──────── Exercise input ────────

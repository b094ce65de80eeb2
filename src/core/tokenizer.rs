use aho_corasick::AhoCorasick;
use lru::LruCache;
use rayon::prelude::*;
use std::num::NonZeroUsize;
use std::sync::Mutex;
use thiserror::Error;
use tracing::debug;

use super::matcher::split;
use super::pretrained::PretrainedVocab;
use super::vocab::{load_keyterms_file, VocabError, Vocabulary};

#[derive(Error, Debug)]
pub enum TokenizerError {
    #[error("Invalid vocabulary: {0}")]
    InvalidVocabulary(#[from] VocabError),
    #[error("Aho-Corasick build error: {0}")]
    AhoCorasickError(#[from] aho_corasick::BuildError),
    #[error("Unknown pretrained vocabulary: {0}")]
    UnknownPretrained(String),
}

/// Default number of cached tokenizations
const DEFAULT_CACHE_SIZE: usize = 4096;

/// Texts longer than this (in bytes) bypass the cache
const MAX_CACHED_TEXT_LEN: usize = 1024;

/// Tokenize `text` so that every keyterm comes out as a whole token.
///
/// Concatenating the result gives back `text`. The vocabulary is validated
/// first: an empty or repeated keyterm fails with
/// [`TokenizerError::InvalidVocabulary`].
///
/// ```
/// let tokens = termsplit::tokenize("a==b", &["=", "=="]).unwrap();
/// assert_eq!(tokens, vec!["a", "==", "b"]);
/// ```
pub fn tokenize<S: AsRef<str>>(text: &str, keyterms: &[S]) -> Result<Vec<String>, TokenizerError> {
    let vocab = Vocabulary::new(keyterms.iter().map(|t| t.as_ref()))?;
    Ok(split(text, &vocab).into_iter().map(String::from).collect())
}

/// Longest-match keyterm tokenizer bound to one vocabulary.
///
/// # Behavior
///
/// - Keyterms are kept atomic. When keyterms overlap or contain one another,
///   the longest one that is unambiguous at the current position wins
///   (`["a", "ab"]` on `"ab"` gives `["ab"]`).
/// - Text between keyterms is returned as literal runs.
/// - The output always concatenates back to the input.
///
/// # Performance Characteristics
///
/// - Each character is checked against every keyterm, so a scan is
///   O(text length × vocabulary size). Inputs where long keyterms keep
///   shadowing short ones and then fail can cost more, since the shadowed
///   prefix is rescanned.
/// - An Aho-Corasick automaton over the vocabulary lets texts containing no
///   keyterm skip the scan entirely.
/// - Short texts are memoized in an LRU cache; statements repeat a lot in
///   source files.
/// - [`tokenize_batch`](Self::tokenize_batch) parallelizes across texts with Rayon.
pub struct Tokenizer {
    vocab: Vocabulary,
    matcher: Option<AhoCorasick>,
    cache: Option<Mutex<LruCache<String, Vec<String>>>>,
    cache_size: usize,
}

impl Tokenizer {
    /// Create a tokenizer for a validated vocabulary.
    pub fn new(vocab: Vocabulary) -> Result<Self, TokenizerError> {
        Self::with_cache_size(vocab, DEFAULT_CACHE_SIZE)
    }

    /// Create a tokenizer from raw keyterms, validating them first.
    pub fn from_keyterms<I, S>(keyterms: I) -> Result<Self, TokenizerError>
    where
        I: IntoIterator<Item = S>,
        S: Into<String>,
    {
        Self::new(Vocabulary::new(keyterms)?)
    }

    /// Create a tokenizer with a custom cache size. A size of 0 disables caching.
    pub fn with_cache_size(vocab: Vocabulary, cache_size: usize) -> Result<Self, TokenizerError> {
        let matcher = if vocab.is_empty() {
            None
        } else {
            Some(AhoCorasick::new(vocab.terms())?)
        };

        debug!(keyterms = vocab.len(), cache_size, "built tokenizer");

        Ok(Self {
            vocab,
            matcher,
            cache: Self::build_cache(cache_size),
            cache_size,
        })
    }

    /// Create a tokenizer from a keyterm file (one base64 keyterm per line).
    pub fn from_file(path: &str) -> Result<Self, TokenizerError> {
        Self::new(load_keyterms_file(path)?)
    }

    /// Create a tokenizer for a bundled vocabulary, e.g. `"sqf"`.
    pub fn from_pretrained(name: &str) -> Result<Self, TokenizerError> {
        let vocab = PretrainedVocab::from_name(name)
            .ok_or_else(|| TokenizerError::UnknownPretrained(name.to_string()))?;
        Self::new(vocab.vocabulary()?)
    }

    fn build_cache(cache_size: usize) -> Option<Mutex<LruCache<String, Vec<String>>>> {
        NonZeroUsize::new(cache_size).map(|size| Mutex::new(LruCache::new(size)))
    }

    /// Split `text` into keyterms and literal runs, borrowing from `text`.
    pub fn split<'t>(&self, text: &'t str) -> Vec<&'t str> {
        if text.is_empty() {
            return Vec::new();
        }
        if !self.contains_keyterm(text) {
            return vec![text];
        }
        split(text, &self.vocab)
    }

    /// Tokenize `text` into owned tokens.
    pub fn tokenize(&self, text: &str) -> Vec<String> {
        let Some(cache) = self
            .cache
            .as_ref()
            .filter(|_| text.len() <= MAX_CACHED_TEXT_LEN)
        else {
            return self.split(text).into_iter().map(String::from).collect();
        };

        if let Ok(mut cache) = cache.lock() {
            if let Some(tokens) = cache.get(text) {
                return tokens.clone();
            }
        }

        let tokens: Vec<String> = self.split(text).into_iter().map(String::from).collect();

        if let Ok(mut cache) = cache.lock() {
            cache.put(text.to_string(), tokens.clone());
        }

        tokens
    }

    /// Tokenize multiple texts in parallel.
    pub fn tokenize_batch(&self, texts: &[String]) -> Vec<Vec<String>> {
        texts.par_iter().map(|text| self.tokenize(text)).collect()
    }

    /// Whether any keyterm occurs anywhere in `text`.
    pub fn contains_keyterm(&self, text: &str) -> bool {
        self.matcher
            .as_ref()
            .is_some_and(|matcher| matcher.is_match(text))
    }

    pub fn vocabulary(&self) -> &Vocabulary {
        &self.vocab
    }

    /// Clear the tokenization cache.
    pub fn clear_cache(&self) {
        if let Some(Ok(mut cache)) = self.cache.as_ref().map(Mutex::lock) {
            cache.clear();
        }
    }

    /// Number of cached tokenizations.
    pub fn cache_len(&self) -> usize {
        match self.cache.as_ref().map(Mutex::lock) {
            Some(Ok(cache)) => cache.len(),
            _ => 0,
        }
    }
}

impl Clone for Tokenizer {
    fn clone(&self) -> Self {
        // Caches are not shared between clones
        Self {
            vocab: self.vocab.clone(),
            matcher: self.matcher.clone(),
            cache: Self::build_cache(self.cache_size),
            cache_size: self.cache_size,
        }
    }
}

impl std::fmt::Debug for Tokenizer {
    fn fmt(&self, f: &mut std::fmt::Formatter<'_>) -> std::fmt::Result {
        f.debug_struct("Tokenizer")
            .field("vocab", &self.vocab)
            .field("cache_size", &self.cache_size)
            .finish_non_exhaustive()
    }
}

────────

#### Exercise instructions
The answer must be every line of the listing that holds the word "first".

#### Answer to this problem
/// first: an empty or repeated keyterm fails with
    /// Create a tokenizer from raw keyterms, validating them first.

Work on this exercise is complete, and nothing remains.